- Opening Delimiter -
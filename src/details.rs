use crate::cli::CommonArgs;
use crate::error::Result;
use crate::fetch::fetch_commits;
use crate::link::LINK_PREFIX;
use crate::report::FilteredLog;
use crate::stats::{FileStatistics, RepositoryStatistics};
use anyhow::Context;
use console::style;
use serde::{Deserialize, Serialize};

const ADDED_KEY: &str = "added";
const DELETED_KEY: &str = "deleted";

#[derive(Debug, Clone, PartialEq, Eq, Serialize, Deserialize)]
pub struct DetailsRow {
    pub commit_id: String,
    pub author: String,
    pub added_lines: u64,
    pub deleted_lines: u64,
}

#[derive(Debug, Clone, PartialEq, Eq, Serialize, Deserialize)]
pub struct TrendSeries {
    pub name: String,
    pub data: Vec<u64>,
}

/// Added and deleted lines per commit, one label per commit id.
#[derive(Debug, Clone, PartialEq, Eq, Serialize, Deserialize)]
pub struct ChurnTrend {
    pub labels: Vec<String>,
    pub series: Vec<TrendSeries>,
}

#[derive(Debug, Clone, PartialEq, Eq, Serialize, Deserialize)]
pub struct FileDetails {
    pub file_name: String,
    pub link: String,
    pub rows: Vec<DetailsRow>,
    pub trend: ChurnTrend,
}

impl FileDetails {
    pub fn new(file: &FileStatistics) -> Result<Self> {
        let rows = file
            .commits()
            .iter()
            .map(|commit_id| {
                Ok(DetailsRow {
                    commit_id: commit_id.clone(),
                    author: file.author(commit_id)?.to_string(),
                    added_lines: file.added_lines(commit_id)?,
                    deleted_lines: file.deleted_lines(commit_id)?,
                })
            })
            .collect::<Result<Vec<_>>>()?;

        Ok(Self {
            file_name: file.file_name().to_string(),
            link: file.link(),
            trend: churn_trend(&rows),
            rows,
        })
    }

    /// Accepts either an outbound link (`fileName.<hash>`) or a plain file name.
    pub fn resolve(repository: &RepositoryStatistics, target: &str) -> Result<Self> {
        let file = if target.starts_with(LINK_PREFIX) && !repository.contains(target) {
            repository.get_by_link(target)?
        } else {
            repository.get(target)?
        };
        Self::new(file)
    }
}

fn churn_trend(rows: &[DetailsRow]) -> ChurnTrend {
    ChurnTrend {
        labels: rows.iter().map(|r| r.commit_id.clone()).collect(),
        series: vec![
            TrendSeries {
                name: ADDED_KEY.to_string(),
                data: rows.iter().map(|r| r.added_lines).collect(),
            },
            TrendSeries {
                name: DELETED_KEY.to_string(),
                data: rows.iter().map(|r| r.deleted_lines).collect(),
            },
        ],
    }
}

pub fn exec(common: CommonArgs, target: String, json: bool) -> anyhow::Result<()> {
    let mut log = FilteredLog::new("Errors while mining the repository:");
    let history = fetch_commits(&common, !json, &mut log)?;
    crate::util::print_errors(&mut log);

    let repository = RepositoryStatistics::from_commits(&history.commits);
    let details = FileDetails::resolve(&repository, &target)
        .with_context(|| format!("Failed to resolve file '{target}'"))?;

    if json {
        println!("{}", serde_json::to_string_pretty(&details)?);
    } else {
        output_table(&details);
    }
    Ok(())
}

fn output_table(details: &FileDetails) {
    println!("{} ({})", style(&details.file_name).bold(), style(&details.link).dim());
    println!(
        "{:<42} {:<24} {:>8} {:>8}",
        style("Commit").bold(),
        style("Author").bold(),
        style("Added").bold(),
        style("Deleted").bold()
    );
    println!("{}", "─".repeat(85));
    for row in &details.rows {
        println!(
            "{:<42} {:<24} {:>8} {:>8}",
            row.commit_id,
            row.author,
            style(row.added_lines).green(),
            style(row.deleted_lines).red()
        );
    }
}
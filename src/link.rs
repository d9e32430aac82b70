//! Outbound file links of the form `fileName.<hash>`.
//!
//! The hash is `h = 31 * h + unit` over the UTF-16 code units of the name with
//! wrapping 32-bit arithmetic. It must never change: links handed out earlier
//! (by this tool or by other implementations using the same scheme) have to
//! resolve to the same file later. Distinct names may collide.

use crate::error::{ForensicsError, Result};

pub const LINK_PREFIX: &str = "fileName.";

pub fn file_hash(file_name: &str) -> i32 {
    file_name
        .encode_utf16()
        .fold(0i32, |hash, unit| hash.wrapping_mul(31).wrapping_add(i32::from(unit)))
}

pub fn file_link(file_name: &str) -> String {
    format!("{LINK_PREFIX}{}", file_hash(file_name))
}

pub fn parse_link(link: &str) -> Result<i32> {
    let hash = link
        .strip_prefix(LINK_PREFIX)
        .ok_or_else(|| ForensicsError::InvalidLink(link.to_string()))?;
    hash.parse::<i32>()
        .map_err(|_| ForensicsError::InvalidLink(link.to_string()))
}
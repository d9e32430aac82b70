pub mod repo;

pub use repo::{count_text_lines, diff_hunks, sort_topologically, GitRepo};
- Closing Delimiter -
▶ **ACTIVITY**:
Return the entries above exactly as they appear.

▶ **RESPONSE TO THE EXERCISE**:
filename src/details.rs
use crate::cli::CommonArgs;
use crate::error::Result;
use crate::fetch::fetch_commits;
use crate::link::LINK_PREFIX;
use crate::report::FilteredLog;
use crate::stats::{FileStatistics, RepositoryStatistics};
use anyhow::Context;
use console::style;
use serde::{Deserialize, Serialize};

const ADDED_KEY: &str = "added";
const DELETED_KEY: &str = "deleted";

#[derive(Debug, Clone, PartialEq, Eq, Serialize, Deserialize)]
pub struct DetailsRow {
    pub commit_id: String,
    pub author: String,
    pub added_lines: u64,
    pub deleted_lines: u64,
}

#[derive(Debug, Clone, PartialEq, Eq, Serialize, Deserialize)]
pub struct TrendSeries {
    pub name: String,
    pub data: Vec<u64>,
}

/// Added and deleted lines per commit, one label per commit id.
#[derive(Debug, Clone, PartialEq, Eq, Serialize, Deserialize)]
pub struct ChurnTrend {
    pub labels: Vec<String>,
    pub series: Vec<TrendSeries>,
}

#[derive(Debug, Clone, PartialEq, Eq, Serialize, Deserialize)]
pub struct FileDetails {
    pub file_name: String,
    pub link: String,
    pub rows: Vec<DetailsRow>,
    pub trend: ChurnTrend,
}

impl FileDetails {
    pub fn new(file: &FileStatistics) -> Result<Self> {
        let rows = file
            .commits()
            .iter()
            .map(|commit_id| {
                Ok(DetailsRow {
                    commit_id: commit_id.clone(),
                    author: file.author(commit_id)?.to_string(),
                    added_lines: file.added_lines(commit_id)?,
                    deleted_lines: file.deleted_lines(commit_id)?,
                })
            })
            .collect::<Result<Vec<_>>>()?;

        Ok(Self {
            file_name: file.file_name().to_string(),
            link: file.link(),
            trend: churn_trend(&rows),
            rows,
        })
    }

    /// Accepts either an outbound link (`fileName.<hash>`) or a plain file name.
    pub fn resolve(repository: &RepositoryStatistics, target: &str) -> Result<Self> {
        let file = if target.starts_with(LINK_PREFIX) && !repository.contains(target) {
            repository.get_by_link(target)?
        } else {
            repository.get(target)?
        };
        Self::new(file)
    }
}

fn churn_trend(rows: &[DetailsRow]) -> ChurnTrend {
    ChurnTrend {
        labels: rows.iter().map(|r| r.commit_id.clone()).collect(),
        series: vec![
            TrendSeries {
                name: ADDED_KEY.to_string(),
                data: rows.iter().map(|r| r.added_lines).collect(),
            },
            TrendSeries {
                name: DELETED_KEY.to_string(),
                data: rows.iter().map(|r| r.deleted_lines).collect(),
            },
        ],
    }
}

pub fn exec(common: CommonArgs, target: String, json: bool) -> anyhow::Result<()> {
    let mut log = FilteredLog::new("Errors while mining the repository:");
    let history = fetch_commits(&common, !json, &mut log)?;
    crate::util::print_errors(&mut log);

    let repository = RepositoryStatistics::from_commits(&history.commits);
    let details = FileDetails::resolve(&repository, &target)
        .with_context(|| format!("Failed to resolve file '{target}'"))?;

    if json {
        println!("{}", serde_json::to_string_pretty(&details)?);
    } else {
        output_table(&details);
    }
    Ok(())
}

fn output_table(details: &FileDetails) {
    println!("{} ({})", style(&details.file_name).bold(), style(&details.link).dim());
    println!(
        "{:<42} {:<24} {:>8} {:>8}",
        style("Commit").bold(),
        style("Author").bold(),
        style("Added").bold(),
        style("Deleted").bold()
    );
    println!("{}", "─".repeat(85));
    for row in &details.rows {
        println!(
            "{:<42} {:<24} {:>8} {:>8}",
            row.commit_id,
            row.author,
            style(row.added_lines).green(),
            style(row.deleted_lines).red()
        );
    }
}
filename src/link.rs
repository d9e32430aac82b70
//! Outbound file links of the form `fileName.<hash>`.
//!
//! The hash is `h = 31 * h + unit` over the UTF-16 code units of the name with
//! wrapping 32-bit arithmetic. It must never change: links handed out earlier
//! (by this tool or by other implementations using the same scheme) have to
//! resolve to the same file later. Distinct names may collide.

use crate::error::{ForensicsError, Result};

pub const LINK_PREFIX: &str = "fileName.";

pub fn file_hash(file_name: &str) -> i32 {
    file_name
        .encode_utf16()
        .fold(0i32, |hash, unit| hash.wrapping_mul(31).wrapping_add(i32::from(unit)))
}

pub fn file_link(file_name: &str) -> String {
    format!("{LINK_PREFIX}{}", file_hash(file_name))
}

pub fn parse_link(link: &str) -> Result<i32> {
    let hash = link
        .strip_prefix(LINK_PREFIX)
        .ok_or_else(|| ForensicsError::InvalidLink(link.to_string()))?;
    hash.parse::<i32>()
        .map_err(|_| ForensicsError::InvalidLink(link.to_string()))
}
repository d9e32430aac82b70
pub mod repo;

pub use repo::{count_text_lines, diff_hunks, sort_topologically, GitRepo};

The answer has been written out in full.